use image::{Rgba, RgbaImage};

pub const BACKGROUND: Rgba<u8> = Rgba([2, 2, 8, 255]);

/// Software framebuffer the canvas backend draws into before presenting.
#[derive(Debug, Clone)]
pub struct Raster {
    image: RgbaImage,
}

impl Raster {
    pub fn new(width: u32, height: u32) -> Self {
        Self {
            image: RgbaImage::from_pixel(width.max(1), height.max(1), BACKGROUND),
        }
    }

    pub fn width(&self) -> u32 {
        self.image.width()
    }

    pub fn height(&self) -> u32 {
        self.image.height()
    }

    pub fn resize(&mut self, width: u32, height: u32) {
        if (width.max(1), height.max(1)) != self.image.dimensions() {
            *self = Self::new(width, height);
        }
    }

    pub fn clear(&mut self) {
        for pixel in self.image.pixels_mut() {
            *pixel = BACKGROUND;
        }
    }

    pub fn pixel(&self, x: u32, y: u32) -> Option<Rgba<u8>> {
        (x < self.width() && y < self.height()).then(|| *self.image.get_pixel(x, y))
    }

    /// Additive plot; out-of-bounds coordinates are ignored.
    pub fn plot(&mut self, x: i64, y: i64, color: [u8; 3], intensity: f32) {
        if x < 0 || y < 0 || x >= i64::from(self.width()) || y >= i64::from(self.height()) {
            return;
        }
        let intensity = intensity.clamp(0.0, 1.0);
        let pixel = self.image.get_pixel_mut(x as u32, y as u32);
        for channel in 0..3 {
            let added = f32::from(color[channel]) * intensity;
            pixel.0[channel] = (f32::from(pixel.0[channel]) + added).min(255.0) as u8;
        }
    }

    pub fn draw_line(&mut self, from: (f32, f32), to: (f32, f32), color: [u8; 3], intensity: f32) {
        let (dx, dy) = (to.0 - from.0, to.1 - from.1);
        let steps = dx.abs().max(dy.abs()).ceil().max(1.0) as u32;
        for step in 0..=steps {
            let t = step as f32 / steps as f32;
            let x = from.0 + dx * t;
            let y = from.1 + dy * t;
            self.plot(x.floor() as i64, y.floor() as i64, color, intensity);
        }
    }

    /// Square dot of side `size` centered on `center`.
    pub fn draw_point(&mut self, center: (f32, f32), size: u32, color: [u8; 3], intensity: f32) {
        let size = i64::from(size.max(1));
        let left = center.0.floor() as i64 - size / 2;
        let top = center.1.floor() as i64 - size / 2;
        for y in top..top + size {
            for x in left..left + size {
                self.plot(x, y, color, intensity);
            }
        }
    }

    /// Packs into `0x00RRGGBB` words scaled by `opacity`. Copies the
    /// overlapping region when sizes disagree.
    pub fn copy_to(&self, target: &mut [u32], target_width: u32, opacity: f32) {
        let opacity = opacity.clamp(0.0, 1.0);
        let target_width = target_width.max(1) as usize;
        let target_height = target.len() / target_width;
        let rows = target_height.min(self.height() as usize);
        let cols = target_width.min(self.width() as usize);
        for y in 0..rows {
            for x in 0..cols {
                let Rgba([r, g, b, _]) = *self.image.get_pixel(x as u32, y as u32);
                let scale = |channel: u8| (f32::from(channel) * opacity) as u32;
                target[y * target_width + x] = (scale(r) << 16) | (scale(g) << 8) | scale(b);
            }
        }
    }
}
#[derive(Debug, Clone, Deserialize, Serialize)]
#[serde(default)]
pub struct DetectSettings {
    /// Hosts reporting this many cores or fewer count as low-end.
    pub low_end_cores: usize,
    /// Logical viewport widths below this count as mobile.
    pub mobile_max_width: u32,
    /// Platform identifiers treated as mobile regardless of width.
    pub mobile_platforms: Vec<String>,
    /// Lowercase substrings that mark an adapter as a capable GPU.
    pub good_gpu_tokens: Vec<String>,
    #[serde(
        deserialize_with = "deserialize_duration",
        serialize_with = "serialize_duration"
    )]
    pub probe_timeout: Duration,
    #[serde(
        deserialize_with = "deserialize_duration",
        serialize_with = "serialize_duration"
    )]
    pub battery_wait: Duration,
    pub reduced_motion: bool,
    pub gpu_probe: bool,
}

impl Default for DetectSettings {
    fn default() -> Self {
        Self {
            low_end_cores: 4,
            mobile_max_width: 768,
            mobile_platforms: vec!["android".into(), "ios".into()],
            good_gpu_tokens: [
                "nvidia",
                "geforce",
                "rtx",
                "amd",
                "radeon",
                "apple",
                "m1",
                "m2",
                "m3",
                "adreno",
                "mali-g",
                "intel iris",
                "arc",
            ]
            .into_iter()
            .map(String::from)
            .collect(),
            probe_timeout: Duration::from_secs(3),
            battery_wait: Duration::from_millis(150),
            reduced_motion: false,
            gpu_probe: true,
        }
    }
}

#[derive(Debug, Clone, Deserialize, Serialize)]
#[serde(default)]
pub struct PolicySettings {
    /// Battery fraction below which the lite tier is forced.
    pub low_battery: f32,
    /// Pool the GPU variant is drawn from, uniformly.
    pub variants: Vec<GpuVariant>,
}

impl Default for PolicySettings {
    fn default() -> Self {
        Self {
            low_battery: 0.15,
            variants: vec![GpuVariant::Starfield, GpuVariant::Laserfield],
        }
    }
}

#[derive(Debug, Clone, Deserialize, Serialize)]
#[serde(default)]
pub struct MonitorSettings {
    #[serde(
        deserialize_with = "deserialize_duration",
        serialize_with = "serialize_duration"
    )]
    pub window: Duration,
    pub gpu_min_fps: f32,
    pub canvas_min_fps: f32,
}

impl Default for MonitorSettings {
    fn default() -> Self {
        Self {
            window: Duration::from_secs(5),
            gpu_min_fps: 30.0,
            canvas_min_fps: 20.0,
        }
    }
}

#[derive(Debug, Clone, Copy, PartialEq, Eq, Deserialize, Serialize)]
#[serde(default)]
pub struct ParticleTiers {
    pub low_end: u32,
    pub mobile: u32,
    pub desktop: u32,
    /// Viewports narrower than this are capped at the mobile count.
    pub viewport_threshold: u32,
}

impl Default for ParticleTiers {
    fn default() -> Self {
        Self {
            low_end: 200,
            mobile: 400,
            desktop: 800,
            viewport_threshold: 768,
        }
    }
}

#[derive(Debug, Clone, Deserialize, Serialize)]
#[serde(default)]
pub struct CanvasSettings {
    /// Depth units each entity travels per frame.
    pub speed: f32,
    /// Points drawn by the lite profile are this many pixels wide.
    pub point_size: u32,
    pub observe_visibility: bool,
    pub observe_theme: bool,
}

impl Default for CanvasSettings {
    fn default() -> Self {
        Self {
            speed: 4.0,
            point_size: 2,
            observe_visibility: false,
            observe_theme: false,
        }
    }
}

fn default_version() -> u32 {
    1
}

fn deserialize_duration<'de, D>(deserializer: D) -> Result<Duration, D::Error>
where
    D: Deserializer<'de>,
{
    struct Visitor;
    impl<'de> de::Visitor<'de> for Visitor {
        type Value = Duration;

        fn expecting(&self, formatter: &mut fmt::Formatter<'_>) -> fmt::Result {
            formatter.write_str("a duration as number of seconds or human-readable string")
        }

        fn visit_str<E>(self, v: &str) -> Result<Self::Value, E>
        where
            E: de::Error,
        {
            humantime::parse_duration(v)
                .map_err(|err| E::custom(format!("invalid duration '{v}': {err}")))
        }

        fn visit_i64<E>(self, v: i64) -> Result<Self::Value, E>
        where
            E: de::Error,
        {
            if v < 0 {
                return Err(E::custom("duration must be non-negative"));
            }
            Ok(Duration::from_secs(v as u64))
        }

        fn visit_u64<E>(self, v: u64) -> Result<Self::Value, E>
        where
            E: de::Error,
        {
            Ok(Duration::from_secs(v))
        }

        fn visit_f64<E>(self, v: f64) -> Result<Self::Value, E>
        where
            E: de::Error,
        {
            if v.is_nan() || v.is_sign_negative() {
                return Err(E::custom("duration must be non-negative"));
            }
            Ok(Duration::from_secs_f64(v))
        }
    }

    deserializer.deserialize_any(Visitor)
}

fn serialize_duration<S>(value: &Duration, serializer: S) -> Result<S::Ok, S::Error>
where
    S: Serializer,
{
    serializer.serialize_str(&humantime::format_duration(*value).to_string())
}

impl SkyfieldConfig {
    pub fn from_toml_str(input: &str) -> Result<Self, ConfigError> {
        let raw: SkyfieldConfig = toml::from_str(input)?;
        raw.validate()?;
        Ok(raw)
    }

    pub fn load(path: &Path) -> Result<Self, ConfigError> {
        let contents = std::fs::read_to_string(path).map_err(|source| ConfigError::Io {
            path: path.display().to_string(),
            source,
        })?;
        Self::from_toml_str(&contents)
    }

    /// Loads `path` when it exists, otherwise falls back to defaults.
    pub fn load_or_default(path: &Path) -> Result<Self, ConfigError> {
        if path.is_file() {
            Self::load(path)
        } else {
            Ok(Self::default())
        }
    }

    pub fn to_toml_string(&self) -> String {
        // Every field is a plain scalar, string or list; serialization cannot fail.
        toml::to_string_pretty(self).unwrap_or_default()
    }

    pub fn validate(&self) -> Result<(), ConfigError> {
        if self.version != 1 {
            return Err(ConfigError::Invalid(format!(
                "unsupported config version {}; expected 1",
                self.version
            )));
        }

        if self.policy.variants.is_empty() {
            return Err(ConfigError::Invalid(
                "policy.variants must name at least one GPU variant".into(),
            ));
        }

        let low_battery = self.policy.low_battery;
        if !(0.0..=1.0).contains(&low_battery) {
            return Err(ConfigError::Invalid(format!(
                "policy.low_battery must be within [0, 1], got {low_battery}"
            )));
        }

        if self.monitor.window.is_zero() {
            return Err(ConfigError::Invalid(
                "monitor.window must be greater than zero".into(),
            ));
        }

        for (key, fps) in [
            ("monitor.gpu_min_fps", self.monitor.gpu_min_fps),
            ("monitor.canvas_min_fps", self.monitor.canvas_min_fps),
        ] {
            if !fps.is_finite() || fps <= 0.0 {
                return Err(ConfigError::Invalid(format!("{key} must be > 0")));
            }
        }

        let tiers = &self.particles;
        for (key, count) in [
            ("particles.low_end", tiers.low_end),
            ("particles.mobile", tiers.mobile),
            ("particles.desktop", tiers.desktop),
        ] {
            if count == 0 {
                return Err(ConfigError::Invalid(format!("{key} must be > 0")));
            }
        }

        if !self.canvas.speed.is_finite() || self.canvas.speed <= 0.0 {
            return Err(ConfigError::Invalid("canvas.speed must be > 0".into()));
        }

        if self
            .detect
            .good_gpu_tokens
            .iter()
            .any(|token| token.trim().is_empty())
        {
            return Err(ConfigError::Invalid(
                "detect.good_gpu_tokens may not contain empty entries".into(),
            ));
        }

        Ok(())
    }
}

#[cfg(test)]
mod tests {
    use super::*;

    const SAMPLE: &str = r#"
version = 1
seed = 7
theme = "dark"

[detect]
low_end_cores = 2
probe_timeout = "750ms"
battery_wait = 0.5
good_gpu_tokens = ["nvidia", "radeon"]

[policy]
low_battery = 0.2
variants = ["snowfield", "laserfield"]

[monitor]
window = "10s"
gpu_min_fps = 45

[particles]
desktop = 1200
"#;

    #[test]
    fn empty_document_uses_defaults() {
        let config = SkyfieldConfig::from_toml_str("").expect("parse config");
        assert_eq!(config.version, 1);
        assert_eq!(config.particles, ParticleTiers::default());
        assert_eq!(config.particles.low_end, 200);
        assert_eq!(config.particles.mobile, 400);
        assert_eq!(config.particles.desktop, 800);
        assert_eq!(config.particles.viewport_threshold, 768);
        assert_eq!(config.monitor.window, Duration::from_secs(5));
        assert_eq!(config.policy.low_battery, 0.15);
        assert_eq!(config.detect.low_end_cores, 4);
        assert!(!config.canvas.observe_visibility);
        assert!(!config.canvas.observe_theme);
    }

    #[test]
    fn parses_sample_config() {
        let config = SkyfieldConfig::from_toml_str(SAMPLE).expect("parse config");
        assert_eq!(config.seed, Some(7));
        assert_eq!(config.theme, ThemePreference::Dark);
        assert_eq!(config.detect.low_end_cores, 2);
        assert_eq!(config.detect.probe_timeout, Duration::from_millis(750));
        assert_eq!(config.detect.battery_wait, Duration::from_millis(500));
        assert_eq!(config.detect.good_gpu_tokens, vec!["nvidia", "radeon"]);
        assert_eq!(
            config.policy.variants,
            vec![GpuVariant::Snowfield, GpuVariant::Laserfield]
        );
        assert_eq!(config.monitor.window, Duration::from_secs(10));
        assert_eq!(config.monitor.gpu_min_fps, 45.0);
        assert_eq!(config.monitor.canvas_min_fps, 20.0);
        assert_eq!(config.particles.desktop, 1200);
        assert_eq!(config.particles.mobile, 400);
    }

    #[test]
    fn rejects_empty_variant_pool() {
        let err = SkyfieldConfig::from_toml_str("[policy]\nvariants = []\n").unwrap_err();
        assert!(matches!(err, ConfigError::Invalid(_)));
    }

    #[test]
    fn rejects_out_of_range_battery_threshold() {
        let err = SkyfieldConfig::from_toml_str("[policy]\nlow_battery = 1.5\n").unwrap_err();
        assert!(matches!(err, ConfigError::Invalid(_)));
    }

    #[test]
    fn rejects_zero_particle_tier() {
        let err = SkyfieldConfig::from_toml_str("[particles]\nmobile = 0\n").unwrap_err();
        assert!(matches!(err, ConfigError::Invalid(_)));
    }

    #[test]
    fn rejects_unknown_variant_name() {
        let err =
            SkyfieldConfig::from_toml_str("[policy]\nvariants = [\"rainfield\"]\n").unwrap_err();
        assert!(matches!(err, ConfigError::Parse(_)));
    }

    #[test]
    fn rejects_unsupported_version() {
        let err = SkyfieldConfig::from_toml_str("version = 2\n").unwrap_err();
        assert!(matches!(err, ConfigError::Invalid(_)));
    }

    #[test]
    fn serialized_config_parses_back() {
        let config = SkyfieldConfig::from_toml_str(SAMPLE).unwrap();
        let rendered = config.to_toml_string();
        assert!(rendered.contains("probe_timeout = \"750ms\""));
        let reparsed = SkyfieldConfig::from_toml_str(&rendered).unwrap();
        assert_eq!(reparsed.detect.probe_timeout, Duration::from_millis(750));
        assert_eq!(reparsed.policy.variants, config.policy.variants);
    }

    #[test]
    fn missing_file_falls_back_to_defaults() {
        let config =
            SkyfieldConfig::load_or_default(Path::new("/nonexistent/skyfield.toml")).unwrap();
        assert_eq!(config.particles.desktop, 800);
    }

    #[test]
    fn variant_names_parse_case_insensitively() {
        assert_eq!("Laserfield".parse::<GpuVariant>(), Ok(GpuVariant::Laserfield));
        assert_eq!("snow".parse::<GpuVariant>(), Ok(GpuVariant::Snowfield));
        assert!("rain".parse::<GpuVariant>().is_err());
    }
}
use std::time::Instant;

use rand::rngs::StdRng;
use rand::SeedableRng;
use tierconfig::{MonitorSettings, PolicySettings, SkyfieldConfig};
use tracing::{debug, info, warn};

use crate::backend::{Backend, BackendRegistry, FrameStatus};
use crate::capability::CapabilitySnapshot;
use crate::monitor::{downgrade_target, PerformanceMonitor};
use crate::policy;
use crate::presentation::PresentationPort;
use crate::tier::{Container, Theme, Tier};

/// Picks a tier from the capability snapshot, owns the active backend and
/// steps it down when the frame rate cannot keep up.
pub struct RendererSelector<P: PresentationPort> {
    snapshot: CapabilitySnapshot,
    policy: PolicySettings,
    monitor_settings: MonitorSettings,
    registry: BackendRegistry,
    port: P,
    rng: StdRng,
    active: Option<Box<dyn Backend>>,
    tier: Tier,
    theme: Theme,
    monitor: PerformanceMonitor,
    initialized: bool,
    history: Vec<Tier>,
}

impl<P: PresentationPort> RendererSelector<P> {
    pub fn new(
        snapshot: CapabilitySnapshot,
        config: &SkyfieldConfig,
        registry: BackendRegistry,
        port: P,
        theme: Theme,
    ) -> Self {
        let rng = match config.seed {
            Some(seed) => StdRng::seed_from_u64(seed),
            None => StdRng::from_entropy(),
        };
        Self {
            snapshot,
            policy: config.policy.clone(),
            monitor_settings: config.monitor.clone(),
            registry,
            port,
            rng,
            active: None,
            tier: Tier::None,
            theme,
            monitor: PerformanceMonitor::new(config.monitor.window),
            initialized: false,
            history: Vec::new(),
        }
    }

    /// Runs the decision table and starts the winning backend. Only the
    /// first call has any effect.
    pub fn init(&mut self, now: Instant) -> Tier {
        if self.initialized {
            warn!(tier = %self.tier, "renderer selector already initialised");
            return self.tier;
        }
        self.initialized = true;

        for container in Container::ALL {
            self.port.hide(container);
        }

        let registry = &self.registry;
        let active = &mut self.active;
        let decision = policy::decide(&self.snapshot, &self.policy, &mut self.rng, |variant| {
            launch(registry, active, Tier::Webgpu(variant))
        });
        if let Some(variant) = decision.failed_gpu {
            debug!(%variant, "GPU backend failed to start; continuing down the table");
        }

        let tier = match decision.tier {
            Tier::Webgpu(_) => decision.tier,
            other => self.settle(other),
        };
        info!(
            %tier,
            rule = decision.rule,
            snapshot = ?self.snapshot,
            "renderer selected"
        );
        self.enter(tier, now);
        tier
    }

    /// Steps the active backend once. A backend that stopped on its own is
    /// replaced by the next tier down.
    pub fn on_frame(&mut self, now: Instant) -> FrameStatus {
        let Some(backend) = self.active.as_mut() else {
            return FrameStatus::Stopped;
        };
        let status = backend.frame(now);
        match status {
            FrameStatus::Rendered => self.monitor.record_frame(),
            FrameStatus::Paused if self.monitor.is_running() => self.monitor.restart(now),
            FrameStatus::Paused | FrameStatus::Dropped => {}
            FrameStatus::Stopped => self.replace_stopped(now),
        }
        status
    }

    /// Checks the frame-rate window and downgrades when it is too slow.
    /// Returns the new tier when a transition happened.
    pub fn poll(&mut self, now: Instant) -> Option<Tier> {
        let fps = self.monitor.sample(now)?;
        debug!(tier = %self.tier, fps, "frame rate sample");
        let target = downgrade_target(self.tier, fps, &self.monitor_settings)?;
        info!(from = %self.tier, to = %target, fps, "frame rate too low; downgrading renderer");
        let tier = self.settle(target);
        self.enter(tier, now);
        Some(tier)
    }

    pub fn on_theme_changed(&mut self, theme: Theme) {
        self.theme = theme;
        self.apply_opacity();
        if let Some(backend) = self.active.as_mut() {
            backend.theme_changed(theme);
        }
    }

    /// Records a late battery reading. Selection is not revisited.
    pub fn refine_battery(&mut self, level: Option<f32>) {
        self.snapshot = self.snapshot.with_battery_level(level);
        info!(battery = ?self.snapshot.battery_level, tier = %self.tier, "battery level refined");
    }

    pub fn resize(&mut self, width: u32, height: u32) {
        if let Some(backend) = self.active.as_mut() {
            backend.resize(width, height);
        }
    }

    pub fn pointer_moved(&mut self, x: f64, y: f64) {
        if let Some(backend) = self.active.as_mut() {
            backend.pointer_moved(x, y);
        }
    }

    pub fn visibility_changed(&mut self, visible: bool) {
        if let Some(backend) = self.active.as_mut() {
            backend.visibility_changed(visible);
        }
    }

    pub fn shutdown(&mut self) {
        if let Some(mut backend) = self.active.take() {
            backend.destroy();
        }
        self.monitor.stop();
    }

    pub fn tier(&self) -> Tier {
        self.tier
    }

    pub fn snapshot(&self) -> &CapabilitySnapshot {
        &self.snapshot
    }

    pub fn theme(&self) -> Theme {
        self.theme
    }

    /// Every tier entered so far, in order.
    pub fn history(&self) -> &[Tier] {
        &self.history
    }

    pub fn is_running(&self) -> bool {
        self.active.as_ref().is_some_and(|backend| backend.is_running())
    }

    pub fn port(&self) -> &P {
        &self.port
    }

    pub fn opacity(&self) -> f32 {
        if self.theme == Theme::Dark && self.tier != Tier::None {
            1.0
        } else {
            0.0
        }
    }

    fn replace_stopped(&mut self, now: Instant) {
        let Some(target) = self.tier.fallback() else {
            return;
        };
        warn!(from = %self.tier, to = %target, "active renderer stopped; falling back");
        let tier = self.settle(target);
        self.enter(tier, now);
    }

    /// Starts `tier`, walking the fallback chain until something runs.
    fn settle(&mut self, mut tier: Tier) -> Tier {
        loop {
            if tier == Tier::None {
                if let Some(mut backend) = self.active.take() {
                    backend.destroy();
                }
                return tier;
            }
            if launch(&self.registry, &mut self.active, tier) {
                return tier;
            }
            match tier.fallback() {
                Some(next) => tier = next,
                None => return Tier::None,
            }
        }
    }

    fn enter(&mut self, tier: Tier, now: Instant) {
        self.tier = tier;
        self.history.push(tier);
        let shown = tier.container();
        for container in Container::ALL {
            if Some(container) == shown {
                self.port.show(container);
            } else {
                self.port.hide(container);
            }
        }
        self.apply_opacity();
        if tier.is_monitored() {
            self.monitor.restart(now);
        } else {
            self.monitor.stop();
        }
    }

    fn apply_opacity(&mut self) {
        let opacity = self.opacity();
        self.port.set_opacity(opacity);
    }
}

impl<P: PresentationPort> Drop for RendererSelector<P> {
    fn drop(&mut self) {
        self.shutdown();
    }
}

/// Tears down whatever is active, then builds and initialises `tier`.
fn launch(registry: &BackendRegistry, active: &mut Option<Box<dyn Backend>>, tier: Tier) -> bool {
    if let Some(mut previous) = active.take() {
        previous.destroy();
    }

    let mut backend = match registry.build(tier) {
        Ok(backend) => backend,
        Err(err) => {
            debug!(%tier, error = %err, "backend unavailable");
            return false;
        }
    };

    match backend.init() {
        Ok(()) => {
            *active = Some(backend);
            true
        }
        Err(err) => {
            debug!(%tier, error = %err, "backend failed to initialise");
            backend.destroy();
            false
        }
    }
}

*Your goal*:
Extract, please, the lines from the start of the entries above through the one with "if (width.max(1), height.max(1))", both included, reproducing each exactly and adding nothing.

*Exercise result*:
use image::{Rgba, RgbaImage};

pub const BACKGROUND: Rgba<u8> = Rgba([2, 2, 8, 255]);

/// Software framebuffer the canvas backend draws into before presenting.
#[derive(Debug, Clone)]
pub struct Raster {
    image: RgbaImage,
}

impl Raster {
    pub fn new(width: u32, height: u32) -> Self {
        Self {
            image: RgbaImage::from_pixel(width.max(1), height.max(1), BACKGROUND),
        }
    }

    pub fn width(&self) -> u32 {
        self.image.width()
    }

    pub fn height(&self) -> u32 {
        self.image.height()
    }

    pub fn resize(&mut self, width: u32, height: u32) {
        if (width.max(1), height.max(1)) != self.image.dimensions() {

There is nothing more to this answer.